Lorsque le propriétaire occupe lui-même ses locaux, il peut déduire de son revenu imposable les charges foncières afférentes à cet immeuble (part des dépenses restant à sa charge sur les travaux subventionnés, intérêts d'emprunt, taxe foncière...) à concurrence de :

- 100 % pour les immeubles classés ou inscrits, à condition qu'ils soient ouverts à la visite ;

- 50 % pour les immeubles classés ou inscrits qui ne sont pas ouverts au public ;

- 50 % pour les immeubles agréés, par définition ouverts au public.

Lorsque le propriétaire loue son immeuble , il peut imputer la totalité de ses charges sur le montant des loyers qu'il perçoit. S'il en résulte un déficit foncier , celui-ci peut être imputé sur son revenu imposable, sans limitation , alors que le régime de droit commun n'autorise l'imputation des déficits fonciers hors intérêts d'emprunt que sur les revenus fonciers, pendant dix ans et dans la limite de 10 700 € par an.

Lorsque le propriétaire n'occupe pas son immeuble , mais que celui-ci est ouvert au public moyennant le paiement d'un droit d'entrée, les charges déductibles des revenus fonciers comprennent également celles résultant de l'ouverture au public. À ce titre, le propriétaire peut déduire, sans justification, une somme forfaitaire de 1 525 €, portée à 2 290 € s'il y a un parc ou un jardin, sans toutefois pouvoir créer un déficit foncier.

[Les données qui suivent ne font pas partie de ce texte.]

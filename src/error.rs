use axum::{
    http::StatusCode,
    response::{IntoResponse, Response},
    Json,
};
use serde_json::json;
use thiserror::Error;

use crate::engine::EngineError;

#[derive(Debug, Error)]
pub enum AppError {
    #[error("Internal server error: {0}")]
    Internal(String),
    #[error("Bad request: {0}")]
    BadRequest(String),
    #[error("Price unavailable: {0}")]
    PriceUnavailable(String),
}

impl From<EngineError> for AppError {
    fn from(err: EngineError) -> Self {
        match err {
            EngineError::PriceUnavailable { .. } => AppError::PriceUnavailable(err.to_string()),
            EngineError::OutOfOrderEvents { .. } => AppError::BadRequest(err.to_string()),
            EngineError::Numeric(_) | EngineError::Cancelled => {
                AppError::Internal(err.to_string())
            }
        }
    }
}

impl IntoResponse for AppError {
    fn into_response(self) -> Response {
        let (status, error_message) = match self {
            AppError::Internal(msg) => (StatusCode::INTERNAL_SERVER_ERROR, msg),
            AppError::BadRequest(msg) => (StatusCode::BAD_REQUEST, msg),
            AppError::PriceUnavailable(msg) => (StatusCode::BAD_GATEWAY, msg),
        };

        let body = Json(json!({
            "error": error_message,
        }));

        (status, body).into_response()
    }
}
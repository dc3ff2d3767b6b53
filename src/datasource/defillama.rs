//! DefiLlama historical price client.

use super::{PriceSource, PriceSourceError};
use crate::domain::{ChainId, Decimal, Timestamp, TokenId};
use async_trait::async_trait;
use backoff::future::retry;
use backoff::ExponentialBackoff;
use reqwest::Client;
use rust_decimal::Decimal as RustDecimal;
use std::collections::HashMap;
use std::str::FromStr;
use std::time::Duration;
use tracing::{debug, warn};

/// Price source backed by the public `coins.llama.fi` API.
#[derive(Debug, Clone)]
pub struct DefiLlamaPriceSource {
    client: Client,
    base_url: String,
    max_elapsed: Duration,
}

impl DefiLlamaPriceSource {
    pub fn new(base_url: String, max_elapsed: Duration) -> Self {
        Self {
            client: Client::new(),
            base_url: base_url.trim_end_matches('/').to_string(),
            max_elapsed,
        }
    }

    /// Create with the default DefiLlama URL and a 30s retry budget.
    pub fn default_url() -> Self {
        Self::new(
            "https://coins.llama.fi".to_string(),
            Duration::from_secs(30),
        )
    }

    async fn get_json(&self, url: &str) -> Result<serde_json::Value, PriceSourceError> {
        let backoff = ExponentialBackoff {
            max_elapsed_time: Some(self.max_elapsed),
            ..Default::default()
        };

        retry(backoff, || async {
            let response = self.client.get(url).send().await.map_err(|e| {
                backoff::Error::transient(PriceSourceError::NetworkError(e.to_string()))
            })?;

            let status = response.status();
            if status == 429 {
                return Err(backoff::Error::transient(PriceSourceError::RateLimited));
            }
            if status.is_server_error() {
                return Err(backoff::Error::transient(PriceSourceError::HttpError {
                    status: status.as_u16(),
                    message: "Server error".to_string(),
                }));
            }
            if !status.is_success() {
                return Err(backoff::Error::permanent(PriceSourceError::HttpError {
                    status: status.as_u16(),
                    message: "Client error".to_string(),
                }));
            }

            response
                .json::<serde_json::Value>()
                .await
                .map_err(|e| backoff::Error::permanent(PriceSourceError::ParseError(e.to_string())))
        })
        .await
    }
}

/// DefiLlama's chain slug for an EVM chain id.
pub fn chain_slug(chain: ChainId) -> Option<&'static str> {
    match chain.as_u64() {
        1 => Some("ethereum"),
        10 => Some("optimism"),
        56 => Some("bsc"),
        137 => Some("polygon"),
        8453 => Some("base"),
        42161 => Some("arbitrum"),
        _ => None,
    }
}

fn coin_key(slug: &str, token: &TokenId) -> String {
    format!("{}:{}", slug, token.as_str())
}

#[async_trait]
impl PriceSource for DefiLlamaPriceSource {
    async fn historical_prices(
        &self,
        tokens: &[TokenId],
        at: Timestamp,
        chain: ChainId,
    ) -> Result<HashMap<TokenId, Decimal>, PriceSourceError> {
        let slug = chain_slug(chain).ok_or(PriceSourceError::UnsupportedChain(chain))?;
        if tokens.is_empty() {
            return Ok(HashMap::new());
        }

        let coins = tokens
            .iter()
            .map(|token| coin_key(slug, token))
            .collect::<Vec<_>>()
            .join(",");
        let url = format!(
            "{}/prices/historical/{}/{}",
            self.base_url,
            at.as_secs(),
            coins
        );
        debug!("Fetching historical prices chain={}, at={}, coins={}", chain, at, coins);

        let response = self.get_json(&url).await?;
        parse_prices(&response, slug, tokens)
    }
}

/// Extract the requested tokens' prices from a `/prices/historical` body.
///
/// Keys are matched case-insensitively; tokens missing from the body are
/// left out of the result.
fn parse_prices(
    response: &serde_json::Value,
    slug: &str,
    tokens: &[TokenId],
) -> Result<HashMap<TokenId, Decimal>, PriceSourceError> {
    let coins = response
        .get("coins")
        .and_then(|v| v.as_object())
        .ok_or_else(|| PriceSourceError::ParseError("Missing coins object".to_string()))?;

    let by_key: HashMap<String, &serde_json::Value> = coins
        .iter()
        .map(|(key, value)| (key.to_lowercase(), value))
        .collect();

    let mut prices = HashMap::new();
    for token in tokens {
        let Some(entry) = by_key.get(&coin_key(slug, token)) else {
            warn!("No historical price for {}", token);
            continue;
        };

        let raw = entry
            .get("price")
            .and_then(|v| v.as_number())
            .ok_or_else(|| PriceSourceError::ParseError(format!("Missing price for {}", token)))?;

        prices.insert(token.clone(), parse_price(raw)?);
    }

    Ok(prices)
}

/// Read a JSON number from its printed form so no binary-float rounding
/// leaks into the decimal. Small prices come back in exponent notation.
fn parse_price(raw: &serde_json::Number) -> Result<Decimal, PriceSourceError> {
    let text = raw.to_string();
    RustDecimal::from_str(&text)
        .or_else(|_| RustDecimal::from_scientific(&text))
        .map(|price| Decimal::new(price.normalize()))
        .map_err(|e| PriceSourceError::ParseError(format!("Invalid price {}: {}", text, e)))
}

#[cfg(test)]
mod tests {
    use super::*;

    #[test]
    fn test_parse_prices_matches_case_insensitively() {
        let body = serde_json::json!({
            "coins": {
                "optimism:0x7F5c764cBc14f9669B88837ca1490cCa17c31607": {
                    "decimals": 6,
                    "symbol": "USDC",
                    "price": 1.0,
                    "timestamp": 1700000000
                },
                "optimism:0x4200000000000000000000000000000000000006": {
                    "decimals": 18,
                    "symbol": "WETH",
                    "price": 2050.5,
                    "timestamp": 1700000001
                }
            }
        });
        let usdc = TokenId::new("0x7f5c764cbc14f9669b88837ca1490cca17c31607");
        let weth = TokenId::new("0x4200000000000000000000000000000000000006");

        let prices = parse_prices(&body, "optimism", &[usdc.clone(), weth.clone()]).unwrap();
        assert_eq!(prices[&usdc], Decimal::one());
        assert_eq!(prices[&weth], Decimal::from_str_canonical("2050.5").unwrap());
    }

    #[test]
    fn test_parse_prices_keeps_printed_digits() {
        let body: serde_json::Value = serde_json::from_str(
            r#"{"coins": {
                "ethereum:0xaaa": {"price": 0.1},
                "ethereum:0xbbb": {"price": 1.5e-7},
                "ethereum:0xccc": {"price": 2}
            }}"#,
        )
        .unwrap();
        let tokens = [TokenId::new("0xaaa"), TokenId::new("0xbbb"), TokenId::new("0xccc")];

        let prices = parse_prices(&body, "ethereum", &tokens).unwrap();

        assert_eq!(prices[&tokens[0]].to_canonical_string(), "0.1");
        assert_eq!(prices[&tokens[1]].to_canonical_string(), "0.00000015");
        assert_eq!(prices[&tokens[2]].to_canonical_string(), "2");
    }

    #[test]
    fn test_parse_prices_skips_missing_tokens() {
        let body = serde_json::json!({ "coins": {} });
        let prices = parse_prices(&body, "ethereum", &[TokenId::new("0xabc")]).unwrap();
        assert!(prices.is_empty());
    }

    #[test]
    fn test_parse_prices_rejects_malformed_body() {
        let body = serde_json::json!({ "prices": [] });
        let result = parse_prices(&body, "ethereum", &[TokenId::new("0xabc")]);
        assert!(matches!(result, Err(PriceSourceError::ParseError(_))));
    }

    #[test]
    fn test_chain_slug() {
        assert_eq!(chain_slug(ChainId::new(10)), Some("optimism"));
        assert_eq!(chain_slug(ChainId::new(42161)), Some("arbitrum"));
        assert_eq!(chain_slug(ChainId::new(31337)), None);
    }

    #[tokio::test]
    async fn test_unsupported_chain_fails_without_request() {
        let source = DefiLlamaPriceSource::new(
            "http://example.invalid".to_string(),
            Duration::from_millis(1),
        );
        let result = source
            .historical_prices(&[TokenId::new("0xabc")], Timestamp::new(1), ChainId::new(31337))
            .await;
        assert_eq!(result, Err(PriceSourceError::UnsupportedChain(ChainId::new(31337))));
    }
}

• Le dispositif créé par la loi Malraux est destiné à encourager les opérations groupées de restructuration immobilière. Le propriétaire d'un immeuble situé dans un secteur sauvegardé au titre de la loi Malraux peut déduire de ses revenus fonciers non seulement les intérêts d'emprunt et les dépenses effectuées pour des travaux d'entretien, de réparation et d'amélioration, telles qu'elles sont déterminées par le régime de droit commun, mais aussi celles concernant des travaux de démolition, de reconstitution de toiture ou de murs extérieurs, ainsi que de transformation en logement, dans la mesure où ces travaux sont prévus par le plan de sauvegarde. Les frais d'adhésion à des associations foncières, dans le cadre des opérations de restauration immobilière, sont également déductibles des revenus fonciers.

Lorsque le propriétaire dégage ainsi un déficit foncier , celui-ci est déductible de son revenu global , sans limitation, à l'exclusion de la fraction du déficit concernant les intérêts d'emprunt, qui ne peut être déduite que des revenus fonciers des dix années suivantes. Pour bénéficier de cet avantage, le propriétaire doit, dans les douze mois suivant l'achèvement des travaux, louer non meublé le logement restauré comme résidence principale du locataire pour une durée de six ans.

• Les propriétaires d'immeubles bénéficiant du label de la Fondation du patrimoine peuvent déduire de leurs revenus imposables une partie des dépenses qu'ils ont engagées pour la sauvegarde ou la restauration de leurs biens.

Ces travaux doivent concerner les parties de bâtiments visibles de la voie publique (toitures, façades, pignons) à l'exclusion des aménagements intérieurs, sauf si l'immeuble, non habitable, est ouvert au public.

La déduction est de :

- 50 % du montant restant à la charge du propriétaire si les subventions recueillies représentent moins de 20 % du total des travaux ;

- 100 % du montant restant à la charge du propriétaire si les subventions recueillies correspondent au moins à 20 % du total des travaux.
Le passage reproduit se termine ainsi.